Libero, 12 ottobre 2018
Il monologo di Valerio Mastandrea sul padre travolto dai figli
Formidabile il monologo scritto da Mattia Torre (uno degli autori della serie Boris), recitato da Valerio Mastandrea, andato in onda nell’ultima puntata di EPCC su SkyUno. Dimostrazione che non tutto quello che diventa virale – il monologo in rete impazza – è tossico, anzi.
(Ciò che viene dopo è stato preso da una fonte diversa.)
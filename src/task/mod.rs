//! Task lifecycle management for Taskboard.
//!
//! Tasks are created, revised, and deleted on behalf of an explicit
//! [`Actor`](crate::identity::domain::Actor). Every mutation passes the
//! authorization policy, invalidates the cached task listings it could have
//! made stale, and emits a lifecycle event for asynchronous notification.
//! The module follows hexagonal architecture:
//!
//! - Domain types in [`domain`]
//! - Port contracts in [`ports`]
//! - Adapter implementations in [`adapters`]
//! - Orchestration services in [`services`]

pub mod adapters;
pub mod domain;
pub mod ports;
pub mod services;
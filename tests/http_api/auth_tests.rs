//! Registration, login, and bearer token handling over HTTP.

use axum::http::{Method, StatusCode};
use rstest::rstest;
use serde_json::json;
use taskboard::{
    app::{self, AppError},
    config::AdminBootstrap,
};

use super::helpers::{TestApi, api, email_for};

#[rstest]
#[tokio::test(flavor = "multi_thread")]
async fn health_needs_no_token(api: TestApi) {
    let (status, body) = api.send(Method::GET, "/health", None, None).await;
    assert_eq!(status, StatusCode::OK);
    assert_eq!(body["status"], "ok");
}

#[rstest]
#[tokio::test(flavor = "multi_thread")]
async fn register_returns_the_new_user(api: TestApi) {
    let body = api.register("Alice").await;
    assert_eq!(body["user"]["name"], "Alice");
    assert_eq!(body["user"]["email"], "alice@example.com");
    assert_eq!(body["user"]["role"], "User");
    assert!(body["user"].get("password_hash").is_none());
}

#[rstest]
#[tokio::test(flavor = "multi_thread")]
async fn register_reports_field_errors(api: TestApi) {
    let (status, body) = api
        .send(
            Method::POST,
            "/register",
            None,
            Some(json!({ "name": "", "email": "nope", "password": "short" })),
        )
        .await;

    assert_eq!(status, StatusCode::UNPROCESSABLE_ENTITY);
    assert_eq!(
        body["message"],
        "The email field must be a valid email address. (and 2 more errors)"
    );
    assert!(body["errors"]["name"].is_array());
    assert!(body["errors"]["password"].is_array());
}

#[rstest]
#[tokio::test(flavor = "multi_thread")]
async fn register_rejects_a_taken_email(api: TestApi) {
    api.register("Alice").await;
    let (status, body) = api
        .send(
            Method::POST,
            "/register",
            None,
            Some(json!({
                "name": "Impostor",
                "email": "alice@example.com",
                "password": "password123",
            })),
        )
        .await;

    assert_eq!(status, StatusCode::UNPROCESSABLE_ENTITY);
    assert_eq!(body["errors"]["email"][0], "The email has already been taken.");
}

#[rstest]
#[tokio::test(flavor = "multi_thread")]
async fn login_with_a_wrong_password_is_unauthorized(api: TestApi) {
    api.register("Alice").await;
    let (status, body) = api
        .send(
            Method::POST,
            "/login",
            None,
            Some(json!({ "email": "alice@example.com", "password": "wrong-password" })),
        )
        .await;

    assert_eq!(status, StatusCode::UNAUTHORIZED);
    assert_eq!(body["message"], "Invalid credentials");
}

#[rstest]
#[tokio::test(flavor = "multi_thread")]
async fn login_requires_both_fields(api: TestApi) {
    let (status, body) = api
        .send(Method::POST, "/login", None, Some(json!({})))
        .await;

    assert_eq!(status, StatusCode::UNPROCESSABLE_ENTITY);
    assert!(body["errors"]["email"].is_array());
    assert!(body["errors"]["password"].is_array());
}

#[rstest]
#[tokio::test(flavor = "multi_thread")]
async fn me_returns_the_token_owner(api: TestApi) {
    let token = api.standard_user("Alice").await;
    let (status, body) = api.send(Method::GET, "/me", Some(&token), None).await;

    assert_eq!(status, StatusCode::OK);
    assert_eq!(body["user"]["email"], "alice@example.com");
}

#[rstest]
#[case(None)]
#[case(Some("not-a-real-token"))]
#[tokio::test(flavor = "multi_thread")]
async fn protected_routes_reject_missing_or_unknown_tokens(
    api: TestApi,
    #[case] token: Option<&str>,
) {
    for (method, uri) in [
        (Method::GET, "/me"),
        (Method::GET, "/tasks"),
        (Method::GET, "/tasks/board"),
        (Method::POST, "/logout"),
    ] {
        let (status, body) = api.send(method, uri, token, None).await;
        assert_eq!(status, StatusCode::UNAUTHORIZED, "{uri}");
        assert_eq!(body["message"], "Unauthenticated.");
    }
}

#[rstest]
#[tokio::test(flavor = "multi_thread")]
async fn logout_revokes_the_token(api: TestApi) {
    let token = api.standard_user("Alice").await;

    let (status, body) = api.send(Method::POST, "/logout", Some(&token), None).await;
    assert_eq!(status, StatusCode::OK);
    assert_eq!(body["message"], "Logged out");

    let (after, _) = api.send(Method::GET, "/me", Some(&token), None).await;
    assert_eq!(after, StatusCode::UNAUTHORIZED);
}

#[rstest]
#[tokio::test(flavor = "multi_thread")]
async fn bootstrapped_admin_logs_in_with_admin_role(api: TestApi) {
    let token = api.admin_user("Root").await;
    let (status, body) = api.send(Method::GET, "/me", Some(&token), None).await;

    assert_eq!(status, StatusCode::OK);
    assert_eq!(body["user"]["role"], "Admin");
}

#[rstest]
#[tokio::test(flavor = "multi_thread")]
async fn admin_bootstrap_refuses_an_email_held_by_a_standard_user(api: TestApi) {
    api.register("Root").await;
    let admin = AdminBootstrap {
        name: "Root".to_owned(),
        email: email_for("Root"),
        password: "password123".to_owned(),
    };

    let result = app::ensure_admin(
        &api.components.auth,
        api.components.users.as_ref(),
        &admin,
    )
    .await;

    assert!(matches!(
        result,
        Err(AppError::AdminEmailTaken(email)) if email == "root@example.com"
    ));
    let token = api.login("Root").await;
    let (_, body) = api.send(Method::GET, "/me", Some(&token), None).await;
    assert_eq!(body["user"]["role"], "User");
}

#[rstest]
#[tokio::test(flavor = "multi_thread")]
async fn admin_bootstrap_reuses_an_existing_admin(api: TestApi) {
    api.admin_user("Root").await;
    let admin = AdminBootstrap {
        name: "Root".to_owned(),
        email: email_for("Root"),
        password: "password123".to_owned(),
    };

    let again = app::ensure_admin(
        &api.components.auth,
        api.components.users.as_ref(),
        &admin,
    )
    .await
    .expect("existing admin is accepted");

    assert!(again.role().is_admin());
}
impl UpdateTaskRequest {
    /// Creates an update request. Every field is required.
    #[must_use]
    pub fn new(
        title: impl Into<String>,
        description: impl Into<String>,
        status: impl Into<String>,
    ) -> Self {
        Self {
            title: title.into(),
            description: description.into(),
            status: Some(status.into()),
        }
    }

    /// Creates an update request that omits the status, which is rejected by
    /// validation.
    #[must_use]
    pub fn without_status(title: impl Into<String>, description: impl Into<String>) -> Self {
        Self {
            title: title.into(),
            description: description.into(),
            status: None,
        }
    }

    /// Sets the target status from its wire name.
    #[must_use]
    pub fn with_status(mut self, status: impl Into<String>) -> Self {
        self.status = Some(status.into());
        self
    }
}

/// Service-level errors for task lifecycle operations.
#[derive(Debug, Error)]
pub enum TaskLifecycleError {
    /// One or more fields were rejected.
    #[error("task validation failed: {0}")]
    Validation(ValidationErrors),
    /// The actor may not perform the operation on the task.
    #[error("this action is unauthorized")]
    Unauthorized,
    /// The task does not exist.
    #[error("task not found: {0}")]
    NotFound(TaskId),
    /// Task repository operation failed.
    #[error(transparent)]
    Repository(#[from] TaskRepositoryError),
    /// Owner lookup failed.
    #[error(transparent)]
    Users(#[from] UserRepositoryError),
}

/// Result type for task lifecycle service operations.
pub type TaskLifecycleResult<T> = Result<T, TaskLifecycleError>;
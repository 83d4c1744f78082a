//! Diesel row models for identity persistence.

use super::schema::{access_tokens, users};
use chrono::{DateTime, Utc};
use diesel::prelude::*;

/// Query result row for user records.
#[derive(Debug, Clone, Queryable, Selectable)]
#[diesel(table_name = users)]
#[diesel(check_for_backend(diesel::pg::Pg))]
pub struct UserRow {
    /// User identifier.
    pub id: uuid::Uuid,
    /// Display name.
    pub name: String,
    /// Login email.
    pub email: String,
    /// Salted password digest.
    pub password_hash: String,
    /// Nullable role name.
    pub role: Option<String>,
    /// Creation timestamp.
    pub created_at: DateTime<Utc>,
    /// Last update timestamp.
    pub updated_at: DateTime<Utc>,
}

/// Insert model for user records.
#[derive(Debug, Clone, Insertable)]
#[diesel(table_name = users)]
pub struct NewUserRow {
    /// User identifier.
    pub id: uuid::Uuid,
    /// Display name.
    pub name: String,
    /// Login email.
    pub email: String,
    /// Salted password digest.
    pub password_hash: String,
    /// Role name.
    pub role: Option<String>,
    /// Creation timestamp.
    pub created_at: DateTime<Utc>,
    /// Last update timestamp.
    pub updated_at: DateTime<Utc>,
}

/// Insert model for access token records.
#[derive(Debug, Clone, Insertable)]
#[diesel(table_name = access_tokens)]
pub struct NewAccessTokenRow {
    /// Token digest.
    pub digest: String,
    /// Owning user.
    pub user_id: uuid::Uuid,
    /// Issue timestamp.
    pub created_at: DateTime<Utc>,
}
//! In-process event queue over a `tokio` channel.
//!
//! The publisher half is handed to the lifecycle service; the receiver half is
//! drained by the notification dispatcher on its own task. Events live only
//! in memory, so pending events are lost when the process stops.

use async_trait::async_trait;
use tokio::sync::mpsc;
use tracing::error;

use crate::task::{
    domain::TaskLifecycleEvent,
    ports::{EventPublishError, EventPublishResult, EventPublisher, EventSource, QueuedEvent},
};

/// Creates a connected publisher and receiver pair.
#[must_use]
pub fn event_queue() -> (ChannelEventPublisher, EventReceiver) {
    let (sender, receiver) = mpsc::unbounded_channel();
    (
        ChannelEventPublisher { sender },
        EventReceiver { receiver },
    )
}

/// Publisher half of the in-process event queue.
#[derive(Debug, Clone)]
pub struct ChannelEventPublisher {
    sender: mpsc::UnboundedSender<TaskLifecycleEvent>,
}

#[async_trait]
impl EventPublisher for ChannelEventPublisher {
    async fn publish(&self, event: TaskLifecycleEvent) -> EventPublishResult<()> {
        self.sender
            .send(event)
            .map_err(|_| EventPublishError::Closed)
    }
}

/// Receiver half of the in-process event queue.
#[derive(Debug)]
pub struct EventReceiver {
    receiver: mpsc::UnboundedReceiver<TaskLifecycleEvent>,
}

impl EventReceiver {
    /// Waits for the next event.
    ///
    /// Returns `None` once every publisher has been dropped and the queue is
    /// drained.
    pub async fn recv(&mut self) -> Option<TaskLifecycleEvent> {
        self.receiver.recv().await
    }
}

#[async_trait]
impl EventSource for EventReceiver {
    async fn next(&mut self) -> Option<QueuedEvent> {
        self.recv().await.map(QueuedEvent::in_process)
    }

    async fn acknowledge(&mut self, _queued: &QueuedEvent) -> EventPublishResult<()> {
        Ok(())
    }

    async fn release(&mut self, queued: &QueuedEvent) -> EventPublishResult<()> {
        let event = queued.event();
        error!(
            event = event.name(),
            task_id = %event.task().id(),
            "in-process queue cannot redeliver; notification dropped"
        );
        Ok(())
    }
}
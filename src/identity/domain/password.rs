//! Argon2id password hashes in PHC string form.

use super::IdentityDomainError;
use argon2::Argon2;
use argon2::password_hash::{
    PasswordHash as PhcString, PasswordHasher, PasswordVerifier, SaltString, rand_core::OsRng,
};
use std::fmt;

/// Minimum accepted password length in characters.
pub const MIN_PASSWORD_LENGTH: usize = 8;

/// Argon2id password hash stored as a PHC string (`$argon2id$v=19$...`).
#[derive(Clone, PartialEq, Eq)]
pub struct PasswordHash(String);

impl PasswordHash {
    /// Hashes a plaintext password with a fresh random salt.
    ///
    /// # Errors
    ///
    /// Returns [`IdentityDomainError::PasswordTooShort`] when the password has
    /// fewer than [`MIN_PASSWORD_LENGTH`] characters and
    /// [`IdentityDomainError::PasswordHashing`] when hashing fails.
    pub fn create(password: &str) -> Result<Self, IdentityDomainError> {
        if password.chars().count() < MIN_PASSWORD_LENGTH {
            return Err(IdentityDomainError::PasswordTooShort {
                min: MIN_PASSWORD_LENGTH,
            });
        }
        let salt = SaltString::generate(&mut OsRng);
        let phc = Argon2::default()
            .hash_password(password.as_bytes(), &salt)
            .map_err(|err| IdentityDomainError::PasswordHashing(err.to_string()))?;
        Ok(Self(phc.to_string()))
    }

    /// Reconstructs a hash loaded from storage.
    ///
    /// # Errors
    ///
    /// Returns [`IdentityDomainError::MalformedPasswordHash`] when the value
    /// is not a PHC string.
    pub fn from_persisted(value: impl Into<String>) -> Result<Self, IdentityDomainError> {
        let raw = value.into();
        if PhcString::new(&raw).is_err() {
            return Err(IdentityDomainError::MalformedPasswordHash);
        }
        Ok(Self(raw))
    }

    /// Returns `true` when `password` matches this hash.
    ///
    /// The comparison runs in constant time inside `argon2`.
    #[must_use]
    pub fn verify(&self, password: &str) -> bool {
        PhcString::new(&self.0).is_ok_and(|parsed| {
            Argon2::default()
                .verify_password(password.as_bytes(), &parsed)
                .is_ok()
        })
    }

    /// Returns the stored representation.
    #[must_use]
    pub fn as_str(&self) -> &str {
        &self.0
    }
}

impl fmt::Debug for PasswordHash {
    fn fmt(&self, f: &mut fmt::Formatter<'_>) -> fmt::Result {
        f.write_str("PasswordHash(<redacted>)")
    }
}
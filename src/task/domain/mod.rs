//! Domain model for task lifecycle management.
//!
//! The task domain models field validation, the status lifecycle, the
//! authorization policy, and lifecycle events while keeping all
//! infrastructure concerns outside of the domain boundary.

mod board;
mod error;
mod event;
mod ids;
pub mod policy;
mod task;

pub use board::TaskBoard;
pub use error::{ParseTaskStatusError, TaskDomainError, ValidationErrors};
pub use event::TaskLifecycleEvent;
pub use ids::TaskId;
pub use task::{
    NewTask, OwnedTask, PersistedTaskData, Task, TaskDescription, TaskOwner, TaskRevision,
    TaskStatus, TaskTitle,
};
//! `PostgreSQL` adapters for task lifecycle persistence and the durable
//! event queue.

mod models;
mod outbox;
mod repository;
mod schema;

pub use outbox::{OutboxEventSource, OutboxSettings, PostgresEventOutbox};
pub use repository::{PostgresTaskRepository, TaskPgPool};
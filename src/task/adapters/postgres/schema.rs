//! Diesel schema for task persistence.

diesel::table! {
    /// Task records.
    tasks (id) {
        /// Task identifier.
        id -> Uuid,
        /// Title, unique across all tasks.
        #[max_length = 255]
        title -> Varchar,
        /// Free-form description.
        description -> Text,
        /// Lifecycle status.
        #[max_length = 50]
        status -> Varchar,
        /// Owning user.
        user_id -> Uuid,
        /// Creation timestamp.
        created_at -> Timestamptz,
        /// Last update timestamp.
        updated_at -> Timestamptz,
    }
}

diesel::table! {
    /// Durable queue of lifecycle events awaiting notification.
    task_events (id) {
        /// Monotonic sequence number.
        id -> Int8,
        /// Serialized lifecycle event.
        payload -> Jsonb,
        /// Earliest time the event may be claimed.
        available_at -> Timestamptz,
        /// Enqueue timestamp.
        created_at -> Timestamptz,
    }
}
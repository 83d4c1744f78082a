//! Port contracts for task lifecycle management.
//!
//! Ports define infrastructure-agnostic interfaces used by task services.

pub mod cache;
pub mod events;
pub mod repository;

pub use cache::{TaskCacheError, TaskCacheResult, TaskListCache, TaskListKey};
pub use events::{
    EventPublishError, EventPublishResult, EventPublisher, EventSource, QueuedEvent,
};
pub use repository::{TaskRepository, TaskRepositoryError, TaskRepositoryResult};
Il tema del monologo è che «i figli invecchiano, ma non invecchiano loro, invecchiano te». Senza citare le noiosissime statistiche, i dati sui «padri-nonno», Mastandrea, nei panni del genitore maschio medio, racconta in pochi minuti l’evoluzione della paternità in Italia. In un tempo ormai lontano i padri erano giovani, felicemente irresponsabili e sventati, sfamavano famiglie numerose senza essere continuamente rintronati dalla litania del declino e del futuro incerto. La loro forza era non proiettarsi in un tempo lontano, ma vivere giorno per giorno. Poi tutto è cambiato.
VECCHI E SPAVENTATI
È esplosa l’informazione, sappiamo milioni di cose, vediamo miliardi di pericoli, abbiamo lo sguardo lunghissimo (non c’è giorno in cui non ci venga intimato di pensare al futuro dei nostri nipoti... ma quali nipoti? Se molti di noi nemmeno hanno un figlio!) e ha cominciato a circolare quella frase – l’avrete sentita almeno una volta – «in un mondo come questo mettere al mondo un figlio è un crimine». È questo passaggio epocale che, raccontato con ironia, ha colpito il cuore del pubblico. Oggi i padri sono più vecchi e più spaventati. Mastandrea nel monologo scherza sulla schiena che duole, sulla lombalgia, e sui gin tonic che non torneranno più, spazzati via dalle pappine e dal cambio dei pannolini. Sul senso di soffocamento che una famiglia di addirittura due figli (prova in egual misura di eroismo e masochismo) impone neanche si fosse agli arresti sotto 41-bis. Sul fatto che l’arrivo di un figlio tronca spietatamente quella famosa «adolescenza prolungata», cioè il fatto che a trenta e persino a quarant’anni ancora ci si comporti in tutto come un fresco ventenne, illudendosi di non invecchiare mai.
DEFLAGRAZIONE
Poi arriva un figlio e, «come una deflagrazione» dice Mastandrea, il tempo fa un lunghissimo balzo in avanti. L’adolescente tardivo si scopre un padre col fiato degli anni sul collo, ed ecco quindi che il suo essere padre è ancora più esasperato, i suoi sentimenti più estremi: se gli manca il figlio, gli manca tantissimo, anche se poi quando sta in casa con lui, non fa altro che trovare scuse per uscire e respirare un po’ di libertà. È questa sorta di padre bipolare che ha colpito il pubblico: pieno di sensi di colpa, oppresso dall’egoismo di aver generato troppo tardi e quindi disperatamente desideroso di farsi perdonare. Bellissimo poi il racconto di quando, accompagnando i figli a scuola, giocando con loro, ecco che si torna di nuovo agli anni della propria infanzia, ma anche questa nostalgia, si badi, è un sintomo di un padre vecchio, cioè del padre medio italiano. Un padre giovane non è nostalgico, è volto al futuro, non gliene frega niente di risentire «l’odore degli alberi al mattino prima di entrare a scuola».